=== Action item ===
Search term "cloned": copy each line of the data containing it.

[Saved data entries]
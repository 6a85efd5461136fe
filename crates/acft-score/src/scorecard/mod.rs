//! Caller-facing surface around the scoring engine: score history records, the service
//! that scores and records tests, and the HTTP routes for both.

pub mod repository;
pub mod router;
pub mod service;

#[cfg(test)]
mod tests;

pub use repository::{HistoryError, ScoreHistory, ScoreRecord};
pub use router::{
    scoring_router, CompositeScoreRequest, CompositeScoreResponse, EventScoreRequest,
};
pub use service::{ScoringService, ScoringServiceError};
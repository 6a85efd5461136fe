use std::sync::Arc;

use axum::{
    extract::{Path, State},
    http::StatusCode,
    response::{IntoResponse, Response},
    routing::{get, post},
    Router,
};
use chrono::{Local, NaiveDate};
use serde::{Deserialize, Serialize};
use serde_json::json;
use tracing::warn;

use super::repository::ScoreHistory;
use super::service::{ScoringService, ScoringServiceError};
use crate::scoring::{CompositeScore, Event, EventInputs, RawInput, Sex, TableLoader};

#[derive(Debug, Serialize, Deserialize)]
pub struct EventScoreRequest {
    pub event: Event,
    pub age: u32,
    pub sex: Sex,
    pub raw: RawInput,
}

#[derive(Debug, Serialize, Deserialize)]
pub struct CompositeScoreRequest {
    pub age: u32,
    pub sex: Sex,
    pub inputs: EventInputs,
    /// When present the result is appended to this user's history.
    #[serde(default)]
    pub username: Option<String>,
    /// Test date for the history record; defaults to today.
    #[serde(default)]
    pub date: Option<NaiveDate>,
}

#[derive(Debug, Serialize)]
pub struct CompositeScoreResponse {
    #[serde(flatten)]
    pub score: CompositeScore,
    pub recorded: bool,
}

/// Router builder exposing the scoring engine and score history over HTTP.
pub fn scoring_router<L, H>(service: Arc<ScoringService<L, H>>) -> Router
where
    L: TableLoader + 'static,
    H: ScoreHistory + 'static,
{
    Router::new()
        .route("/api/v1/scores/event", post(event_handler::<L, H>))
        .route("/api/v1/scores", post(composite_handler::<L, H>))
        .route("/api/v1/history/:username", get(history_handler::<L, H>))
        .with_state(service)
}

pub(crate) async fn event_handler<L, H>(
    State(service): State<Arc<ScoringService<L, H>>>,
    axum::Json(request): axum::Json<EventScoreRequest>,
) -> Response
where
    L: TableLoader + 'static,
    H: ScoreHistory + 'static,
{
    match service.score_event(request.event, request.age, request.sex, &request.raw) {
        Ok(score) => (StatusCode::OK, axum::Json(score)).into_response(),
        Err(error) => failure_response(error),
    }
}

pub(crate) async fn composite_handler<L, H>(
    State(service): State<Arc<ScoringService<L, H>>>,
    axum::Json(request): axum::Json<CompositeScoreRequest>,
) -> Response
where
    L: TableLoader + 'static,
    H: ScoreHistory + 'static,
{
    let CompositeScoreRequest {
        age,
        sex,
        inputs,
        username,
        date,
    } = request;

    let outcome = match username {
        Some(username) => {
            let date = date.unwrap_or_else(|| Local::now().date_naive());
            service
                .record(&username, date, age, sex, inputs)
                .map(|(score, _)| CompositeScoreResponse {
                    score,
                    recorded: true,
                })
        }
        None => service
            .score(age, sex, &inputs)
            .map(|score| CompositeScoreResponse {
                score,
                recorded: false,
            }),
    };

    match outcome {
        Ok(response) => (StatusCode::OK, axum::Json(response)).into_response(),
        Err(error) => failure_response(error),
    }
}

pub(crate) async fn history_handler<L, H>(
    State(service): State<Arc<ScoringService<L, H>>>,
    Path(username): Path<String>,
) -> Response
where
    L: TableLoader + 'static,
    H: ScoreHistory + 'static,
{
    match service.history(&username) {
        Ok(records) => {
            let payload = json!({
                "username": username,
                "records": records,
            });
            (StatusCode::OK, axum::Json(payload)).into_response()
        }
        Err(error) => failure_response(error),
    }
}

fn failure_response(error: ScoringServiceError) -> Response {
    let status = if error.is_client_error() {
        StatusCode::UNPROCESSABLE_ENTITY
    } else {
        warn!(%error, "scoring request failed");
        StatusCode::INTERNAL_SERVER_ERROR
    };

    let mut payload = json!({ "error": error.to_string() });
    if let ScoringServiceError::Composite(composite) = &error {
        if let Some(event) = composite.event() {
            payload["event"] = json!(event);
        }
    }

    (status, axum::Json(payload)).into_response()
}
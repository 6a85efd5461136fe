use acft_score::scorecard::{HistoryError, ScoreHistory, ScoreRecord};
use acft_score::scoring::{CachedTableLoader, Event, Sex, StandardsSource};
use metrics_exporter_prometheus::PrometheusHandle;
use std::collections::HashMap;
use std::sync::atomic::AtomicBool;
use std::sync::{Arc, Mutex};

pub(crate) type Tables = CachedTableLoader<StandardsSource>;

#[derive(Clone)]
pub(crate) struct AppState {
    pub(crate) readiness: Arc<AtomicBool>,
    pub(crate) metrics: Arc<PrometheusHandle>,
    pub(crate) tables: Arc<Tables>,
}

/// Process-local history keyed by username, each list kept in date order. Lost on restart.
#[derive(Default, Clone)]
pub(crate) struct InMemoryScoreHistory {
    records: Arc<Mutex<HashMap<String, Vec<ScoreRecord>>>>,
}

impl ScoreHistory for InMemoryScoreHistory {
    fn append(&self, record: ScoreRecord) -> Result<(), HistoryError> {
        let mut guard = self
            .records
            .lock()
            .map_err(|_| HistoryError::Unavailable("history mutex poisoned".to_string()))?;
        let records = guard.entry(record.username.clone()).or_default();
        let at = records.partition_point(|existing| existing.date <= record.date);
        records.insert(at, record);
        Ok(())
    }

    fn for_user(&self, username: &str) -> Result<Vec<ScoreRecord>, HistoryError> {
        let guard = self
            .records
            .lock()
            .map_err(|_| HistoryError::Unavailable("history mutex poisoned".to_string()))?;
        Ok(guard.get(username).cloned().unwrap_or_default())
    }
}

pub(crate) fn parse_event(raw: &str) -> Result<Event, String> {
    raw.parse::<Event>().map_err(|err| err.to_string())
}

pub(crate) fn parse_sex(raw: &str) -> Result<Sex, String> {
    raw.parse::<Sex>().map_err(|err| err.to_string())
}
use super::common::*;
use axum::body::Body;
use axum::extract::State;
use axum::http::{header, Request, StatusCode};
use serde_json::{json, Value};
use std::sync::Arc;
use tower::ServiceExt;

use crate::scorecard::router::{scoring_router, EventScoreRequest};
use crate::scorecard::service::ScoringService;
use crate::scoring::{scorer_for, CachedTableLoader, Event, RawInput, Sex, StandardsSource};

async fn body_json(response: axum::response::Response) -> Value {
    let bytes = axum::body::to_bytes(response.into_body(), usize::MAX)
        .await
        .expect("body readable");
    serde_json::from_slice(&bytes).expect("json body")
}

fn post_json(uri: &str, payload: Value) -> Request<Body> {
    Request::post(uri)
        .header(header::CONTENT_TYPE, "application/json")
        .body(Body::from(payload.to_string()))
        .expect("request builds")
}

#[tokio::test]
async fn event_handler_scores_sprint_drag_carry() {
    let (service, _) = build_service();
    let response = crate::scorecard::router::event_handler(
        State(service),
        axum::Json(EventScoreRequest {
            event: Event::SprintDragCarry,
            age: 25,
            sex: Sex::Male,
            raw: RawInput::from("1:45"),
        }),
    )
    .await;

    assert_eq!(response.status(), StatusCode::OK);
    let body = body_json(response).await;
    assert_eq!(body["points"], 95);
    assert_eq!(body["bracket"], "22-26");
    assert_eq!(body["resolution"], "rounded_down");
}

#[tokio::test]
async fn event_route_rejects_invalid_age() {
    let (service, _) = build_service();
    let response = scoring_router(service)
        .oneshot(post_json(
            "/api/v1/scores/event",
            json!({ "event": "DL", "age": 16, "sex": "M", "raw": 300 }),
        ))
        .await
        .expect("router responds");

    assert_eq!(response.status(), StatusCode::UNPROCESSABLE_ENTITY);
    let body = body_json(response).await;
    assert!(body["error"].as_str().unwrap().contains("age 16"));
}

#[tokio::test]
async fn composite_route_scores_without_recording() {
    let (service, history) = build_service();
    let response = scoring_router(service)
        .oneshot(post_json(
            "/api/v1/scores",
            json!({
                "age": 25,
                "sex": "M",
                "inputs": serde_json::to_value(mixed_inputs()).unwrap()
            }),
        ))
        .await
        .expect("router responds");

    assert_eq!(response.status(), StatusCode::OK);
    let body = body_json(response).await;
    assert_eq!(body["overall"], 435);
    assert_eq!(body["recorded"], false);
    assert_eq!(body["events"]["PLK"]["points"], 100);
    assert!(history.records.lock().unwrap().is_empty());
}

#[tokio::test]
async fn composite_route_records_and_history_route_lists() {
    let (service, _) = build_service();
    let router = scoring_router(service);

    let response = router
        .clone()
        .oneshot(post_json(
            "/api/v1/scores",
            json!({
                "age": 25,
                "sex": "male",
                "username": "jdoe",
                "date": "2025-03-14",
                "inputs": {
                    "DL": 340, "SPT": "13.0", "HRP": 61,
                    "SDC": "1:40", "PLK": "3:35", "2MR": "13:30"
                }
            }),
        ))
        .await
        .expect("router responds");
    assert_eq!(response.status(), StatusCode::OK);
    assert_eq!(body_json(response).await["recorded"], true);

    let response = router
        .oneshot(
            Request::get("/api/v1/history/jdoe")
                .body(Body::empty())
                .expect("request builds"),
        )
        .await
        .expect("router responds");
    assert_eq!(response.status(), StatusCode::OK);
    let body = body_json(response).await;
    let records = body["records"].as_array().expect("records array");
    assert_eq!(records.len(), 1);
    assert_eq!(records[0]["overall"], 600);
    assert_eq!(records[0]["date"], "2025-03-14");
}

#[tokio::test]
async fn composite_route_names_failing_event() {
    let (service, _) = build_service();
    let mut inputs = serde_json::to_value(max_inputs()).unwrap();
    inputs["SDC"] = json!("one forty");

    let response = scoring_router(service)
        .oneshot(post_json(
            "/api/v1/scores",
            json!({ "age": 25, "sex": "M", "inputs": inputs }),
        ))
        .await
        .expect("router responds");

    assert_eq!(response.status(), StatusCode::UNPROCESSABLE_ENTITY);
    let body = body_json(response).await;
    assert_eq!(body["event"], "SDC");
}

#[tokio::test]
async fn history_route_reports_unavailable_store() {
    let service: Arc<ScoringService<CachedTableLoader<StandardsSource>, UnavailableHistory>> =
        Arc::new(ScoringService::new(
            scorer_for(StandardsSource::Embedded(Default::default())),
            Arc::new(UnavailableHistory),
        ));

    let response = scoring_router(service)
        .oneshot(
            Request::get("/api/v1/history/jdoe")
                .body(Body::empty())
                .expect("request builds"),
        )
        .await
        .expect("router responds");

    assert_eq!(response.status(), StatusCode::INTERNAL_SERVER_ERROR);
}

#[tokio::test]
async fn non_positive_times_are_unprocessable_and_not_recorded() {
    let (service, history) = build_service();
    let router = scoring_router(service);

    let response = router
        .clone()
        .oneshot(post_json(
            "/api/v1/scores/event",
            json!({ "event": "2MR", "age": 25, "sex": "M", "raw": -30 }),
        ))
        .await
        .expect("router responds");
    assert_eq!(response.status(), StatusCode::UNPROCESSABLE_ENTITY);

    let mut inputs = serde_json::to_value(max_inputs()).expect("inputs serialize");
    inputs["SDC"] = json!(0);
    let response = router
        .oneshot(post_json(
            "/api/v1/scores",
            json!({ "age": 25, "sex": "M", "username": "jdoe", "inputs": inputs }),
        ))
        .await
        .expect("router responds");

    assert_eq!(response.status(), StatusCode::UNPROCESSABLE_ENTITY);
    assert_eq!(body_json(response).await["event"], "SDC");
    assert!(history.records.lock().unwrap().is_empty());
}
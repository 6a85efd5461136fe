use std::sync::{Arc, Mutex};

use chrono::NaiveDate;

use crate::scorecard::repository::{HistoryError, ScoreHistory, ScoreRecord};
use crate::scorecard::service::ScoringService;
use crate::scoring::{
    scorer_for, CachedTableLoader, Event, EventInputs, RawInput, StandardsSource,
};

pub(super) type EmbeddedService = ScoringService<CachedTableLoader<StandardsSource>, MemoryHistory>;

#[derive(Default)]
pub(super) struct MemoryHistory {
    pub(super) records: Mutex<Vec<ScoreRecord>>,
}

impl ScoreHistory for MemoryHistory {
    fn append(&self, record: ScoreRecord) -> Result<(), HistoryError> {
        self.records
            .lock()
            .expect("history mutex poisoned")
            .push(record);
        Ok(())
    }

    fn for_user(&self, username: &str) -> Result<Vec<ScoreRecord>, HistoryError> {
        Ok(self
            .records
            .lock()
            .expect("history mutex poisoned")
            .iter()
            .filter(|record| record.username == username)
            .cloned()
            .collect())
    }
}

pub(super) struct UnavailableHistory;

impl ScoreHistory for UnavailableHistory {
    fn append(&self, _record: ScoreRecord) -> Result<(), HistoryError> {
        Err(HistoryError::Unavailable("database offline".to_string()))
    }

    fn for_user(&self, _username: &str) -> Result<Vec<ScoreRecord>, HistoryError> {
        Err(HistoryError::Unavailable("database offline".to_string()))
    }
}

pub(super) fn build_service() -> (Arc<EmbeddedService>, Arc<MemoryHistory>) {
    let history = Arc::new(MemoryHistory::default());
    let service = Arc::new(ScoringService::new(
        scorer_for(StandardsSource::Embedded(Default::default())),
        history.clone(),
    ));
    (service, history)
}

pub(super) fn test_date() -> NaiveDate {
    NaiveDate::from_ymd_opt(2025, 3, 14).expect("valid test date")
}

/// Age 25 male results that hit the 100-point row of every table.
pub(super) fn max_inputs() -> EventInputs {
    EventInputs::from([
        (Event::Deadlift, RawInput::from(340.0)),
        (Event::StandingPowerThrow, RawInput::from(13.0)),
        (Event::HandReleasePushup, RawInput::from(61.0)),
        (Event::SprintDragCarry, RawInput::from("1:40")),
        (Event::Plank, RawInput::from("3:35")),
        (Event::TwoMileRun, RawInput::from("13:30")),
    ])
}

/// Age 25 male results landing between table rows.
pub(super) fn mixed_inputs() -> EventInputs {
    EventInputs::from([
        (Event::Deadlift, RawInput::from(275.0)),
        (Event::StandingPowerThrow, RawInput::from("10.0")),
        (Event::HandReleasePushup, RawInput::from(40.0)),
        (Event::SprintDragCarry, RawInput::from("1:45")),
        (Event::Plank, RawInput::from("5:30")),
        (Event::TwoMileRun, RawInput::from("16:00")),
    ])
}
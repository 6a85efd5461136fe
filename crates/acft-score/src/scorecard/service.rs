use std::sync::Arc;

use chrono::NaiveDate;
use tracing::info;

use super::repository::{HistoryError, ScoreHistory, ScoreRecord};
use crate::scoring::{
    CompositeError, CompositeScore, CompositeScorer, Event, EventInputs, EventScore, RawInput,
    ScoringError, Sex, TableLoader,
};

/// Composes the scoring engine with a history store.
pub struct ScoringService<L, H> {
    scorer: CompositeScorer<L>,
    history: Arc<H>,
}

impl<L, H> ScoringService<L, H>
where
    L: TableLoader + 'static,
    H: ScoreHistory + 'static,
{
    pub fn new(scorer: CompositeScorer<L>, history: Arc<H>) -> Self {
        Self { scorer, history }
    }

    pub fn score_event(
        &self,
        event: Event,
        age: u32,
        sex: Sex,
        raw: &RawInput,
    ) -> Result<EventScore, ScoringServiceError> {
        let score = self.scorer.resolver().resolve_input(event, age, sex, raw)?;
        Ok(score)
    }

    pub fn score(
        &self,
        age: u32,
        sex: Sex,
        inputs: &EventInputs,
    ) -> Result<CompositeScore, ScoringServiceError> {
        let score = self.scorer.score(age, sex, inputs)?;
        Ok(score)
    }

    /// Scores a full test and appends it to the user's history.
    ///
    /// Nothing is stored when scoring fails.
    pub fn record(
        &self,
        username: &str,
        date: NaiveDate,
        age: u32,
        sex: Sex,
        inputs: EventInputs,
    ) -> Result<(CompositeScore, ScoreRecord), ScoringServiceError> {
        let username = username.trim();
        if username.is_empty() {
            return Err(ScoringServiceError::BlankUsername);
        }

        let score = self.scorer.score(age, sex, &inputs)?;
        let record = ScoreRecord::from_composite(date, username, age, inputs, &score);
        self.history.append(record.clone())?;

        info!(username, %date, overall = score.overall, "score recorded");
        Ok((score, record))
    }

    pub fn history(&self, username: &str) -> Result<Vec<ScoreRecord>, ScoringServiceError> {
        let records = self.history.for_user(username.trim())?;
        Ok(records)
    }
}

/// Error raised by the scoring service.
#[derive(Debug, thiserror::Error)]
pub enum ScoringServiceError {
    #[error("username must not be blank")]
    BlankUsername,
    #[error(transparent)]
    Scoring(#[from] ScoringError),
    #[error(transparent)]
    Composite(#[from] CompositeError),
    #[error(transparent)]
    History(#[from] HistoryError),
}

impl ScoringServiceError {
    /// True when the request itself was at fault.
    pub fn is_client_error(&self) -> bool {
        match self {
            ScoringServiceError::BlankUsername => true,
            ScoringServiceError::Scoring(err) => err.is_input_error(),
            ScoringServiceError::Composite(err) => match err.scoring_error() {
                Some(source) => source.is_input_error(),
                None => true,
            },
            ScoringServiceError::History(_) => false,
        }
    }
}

=== Response to the exercise ===
        Ok(guard.get(username).cloned().unwrap_or_default())
            .cloned()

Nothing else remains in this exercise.